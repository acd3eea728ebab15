//! Symbolic memory
//!
//! Memory is the four-region name store (locals, globals, old, constants)
//! plus the map heap, the modified-set of the current frame, and the
//! solution the solver has committed so far. All containers are persistent
//! (`im`), so the snapshot taken before a nondeterministic goto is a cheap
//! structural share; a restored snapshot never resurrects a reclaimed ref
//! because ref counters live outside memory and are never rolled back.

use im::{HashMap as ImHashMap, OrdMap, OrdSet};
use symvl_core::ast::Thunk;
use symvl_core::value::{MapRef, Ref, Value};

/// A map instance: finite cache from evaluated argument tuples to values.
/// Concrete arguments reduce to literal thunks, so the common key is a
/// tuple of values; residual symbolic arguments key structurally. Thunk
/// identity ignores spans, so the same argument written at two source
/// positions is one key.
pub type MapInstance = ImHashMap<Vec<Thunk>, Thunk>;

/// The four name regions
#[derive(Debug, Clone, Copy, PartialEq, Eq)]
pub enum Region {
    Locals,
    Globals,
    Old,
    Constants,
}

/// The symbolic state visible to the evaluator
#[derive(Debug, Clone, Default, PartialEq)]
pub struct Memory {
    locals: OrdMap<String, Thunk>,
    globals: OrdMap<String, Thunk>,
    old: OrdMap<String, Thunk>,
    constants: OrdMap<String, Thunk>,
    /// Map instances, arena-keyed by id; instances refer to other maps by
    /// id only, never by embedding
    heap: OrdMap<u64, MapInstance>,
    /// Globals modified since the current procedure entry
    modified: OrdSet<String>,
    /// Values the solver has committed for logical refs
    solution: OrdMap<u64, Value>,
}

impl Memory {
    pub fn new() -> Self {
        Self::default()
    }

    fn region(&self, region: Region) -> &OrdMap<String, Thunk> {
        match region {
            Region::Locals => &self.locals,
            Region::Globals => &self.globals,
            Region::Old => &self.old,
            Region::Constants => &self.constants,
        }
    }

    fn region_mut(&mut self, region: Region) -> &mut OrdMap<String, Thunk> {
        match region {
            Region::Locals => &mut self.locals,
            Region::Globals => &mut self.globals,
            Region::Old => &mut self.old,
            Region::Constants => &mut self.constants,
        }
    }

    pub fn get_var(&self, region: Region, name: &str) -> Option<&Thunk> {
        self.region(region).get(name)
    }

    pub fn set_var(&mut self, region: Region, name: impl Into<String>, thunk: Thunk) {
        self.region_mut(region).insert(name.into(), thunk);
    }

    pub fn forget_var(&mut self, region: Region, name: &str) {
        self.region_mut(region).remove(name);
    }

    /// Iterate the bindings of a region
    pub fn vars(&self, region: Region) -> impl Iterator<Item = (&String, &Thunk)> {
        self.region(region).iter()
    }

    /// Names bound in a region
    pub fn names(&self, region: Region) -> Vec<String> {
        self.region(region).keys().cloned().collect()
    }

    // --- map heap ---

    /// Install a fresh (normally empty) instance under a new id. The id
    /// comes from the engine's monotonic counter.
    pub fn install_map(&mut self, id: u64, instance: MapInstance) {
        self.heap.insert(id, instance);
    }

    pub fn map_instance(&self, r: &MapRef) -> MapInstance {
        self.heap.get(&r.id).cloned().unwrap_or_default()
    }

    pub fn map_lookup(&self, r: &MapRef, args: &[Thunk]) -> Option<&Thunk> {
        self.heap.get(&r.id).and_then(|inst| inst.get(args))
    }

    pub fn set_map_value(&mut self, r: &MapRef, args: Vec<Thunk>, value: Thunk) {
        let mut inst = self.heap.get(&r.id).cloned().unwrap_or_default();
        inst.insert(args, value);
        self.heap.insert(r.id, inst);
    }

    pub fn remove_map_key(&mut self, r: &MapRef, args: &[Thunk]) {
        if let Some(inst) = self.heap.get(&r.id) {
            let mut inst = inst.clone();
            inst.remove(args);
            self.heap.insert(r.id, inst);
        }
    }

    /// The materialized points of a map
    pub fn map_points(&self, id: u64) -> Vec<Vec<Thunk>> {
        self.heap
            .get(&id)
            .map(|inst| inst.keys().cloned().collect())
            .unwrap_or_default()
    }

    /// Ids of all maps in the heap
    pub fn map_ids(&self) -> Vec<u64> {
        self.heap.keys().copied().collect()
    }

    // --- modified-set ---

    pub fn mark_modified(&mut self, name: impl Into<String>) {
        self.modified.insert(name.into());
    }

    pub fn is_modified(&self, name: &str) -> bool {
        self.modified.contains(name)
    }

    pub fn modified_set(&self) -> &OrdSet<String> {
        &self.modified
    }

    pub fn set_modified(&mut self, set: OrdSet<String>) {
        self.modified = set;
    }

    pub fn clear_modified(&mut self) {
        self.modified = OrdSet::new();
    }

    // --- logical solution ---

    pub fn solution_of(&self, r: Ref) -> Option<&Value> {
        self.solution.get(&r.0)
    }

    pub fn commit_solution(&mut self, r: Ref, value: Value) {
        self.solution.insert(r.0, value);
    }

    pub fn has_solution(&self, r: Ref) -> bool {
        self.solution.contains_key(&r.0)
    }

    // --- frame plumbing used by the procedure engine ---

    pub fn take_region(&mut self, region: Region) -> OrdMap<String, Thunk> {
        std::mem::take(self.region_mut(region))
    }

    pub fn replace_region(&mut self, region: Region, map: OrdMap<String, Thunk>) {
        *self.region_mut(region) = map;
    }

    pub fn clone_region(&self, region: Region) -> OrdMap<String, Thunk> {
        self.region(region).clone()
    }
}

#[cfg(test)]
mod tests {
    use super::*;
    use symvl_core::ast::{lit, Expr};
    use symvl_core::{Span, Spanned, Type};

    fn t(v: i64) -> Thunk {
        lit(Value::int(v), Span::dummy())
    }

    fn map_ref(id: u64) -> MapRef {
        MapRef {
            id,
            ty: Type::map(vec![Type::Int], Type::Int),
        }
    }

    #[test]
    fn set_get_forget() {
        let mut mem = Memory::new();
        mem.set_var(Region::Locals, "x", t(1));
        assert_eq!(mem.get_var(Region::Locals, "x"), Some(&t(1)));
        assert_eq!(mem.get_var(Region::Globals, "x"), None);
        mem.forget_var(Region::Locals, "x");
        assert_eq!(mem.get_var(Region::Locals, "x"), None);
    }

    #[test]
    fn map_heap_points() {
        let mut mem = Memory::new();
        let r = map_ref(0);
        mem.install_map(0, MapInstance::default());
        assert!(mem.map_points(0).is_empty());

        mem.set_map_value(&r, vec![t(1)], t(10));
        mem.set_map_value(&r, vec![t(2)], t(20));
        assert_eq!(mem.map_lookup(&r, &[t(1)]), Some(&t(10)));
        assert_eq!(mem.map_lookup(&r, &[t(3)]), None);
        assert_eq!(mem.map_points(0).len(), 2);
    }

    #[test]
    fn snapshots_are_independent() {
        let mut mem = Memory::new();
        mem.set_var(Region::Globals, "g", t(1));
        let snapshot = mem.clone();
        mem.set_var(Region::Globals, "g", t(2));
        assert_eq!(snapshot.get_var(Region::Globals, "g"), Some(&t(1)));
        assert_eq!(mem.get_var(Region::Globals, "g"), Some(&t(2)));
    }

    #[test]
    fn solution_merge() {
        let mut mem = Memory::new();
        let r = Ref(3);
        assert!(!mem.has_solution(r));
        mem.commit_solution(r, Value::int(9));
        assert_eq!(mem.solution_of(r), Some(&Value::int(9)));
    }

    #[test]
    fn non_literal_keys_are_distinct() {
        let mut mem = Memory::new();
        let r = map_ref(0);
        let sym = Spanned::dummy(Expr::Logical(Type::Int, Ref(0)));
        mem.set_map_value(&r, vec![sym.clone()], t(1));
        assert_eq!(mem.map_lookup(&r, &[sym]), Some(&t(1)));
        assert_eq!(mem.map_lookup(&r, &[t(0)]), None);
    }

    #[test]
    fn map_keys_ignore_source_position() {
        use symvl_core::FileId;
        let mut mem = Memory::new();
        let r = map_ref(0);
        let first = lit(Value::int(5), Span::new(FileId(0), 10, 11));
        let second = lit(Value::int(5), Span::new(FileId(0), 90, 91));
        mem.set_map_value(&r, vec![first], t(1));
        assert_eq!(mem.map_lookup(&r, &[second]), Some(&t(1)));
    }
}
//! symvl-smt - Z3 integration for the symvl engine
//!
//! This crate implements the engine's solver contract against Z3:
//! satisfiability checks over the residual constraint set, model
//! extraction back into engine values, and model enumeration via blocking
//! clauses. The engine itself never links Z3; attach an [`SmtSolver`]
//! where a `symvl_exec::Solver` is expected.

pub mod error;
pub mod solver;
pub mod translate;

pub use error::{SmtError, SmtResult};
pub use solver::SmtSolver;
pub use translate::Translator;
· · · · ·
Activity: Leave out every line after the one with "containers are persistent". Reproduce the material above exactly from its first line through that line.

Problem solution:
repository acd3eea728ebab15
//! Symbolic memory
//!
//! Memory is the four-region name store (locals, globals, old, constants)
//! plus the map heap, the modified-set of the current frame, and the
//! solution the solver has committed so far. All containers are persistent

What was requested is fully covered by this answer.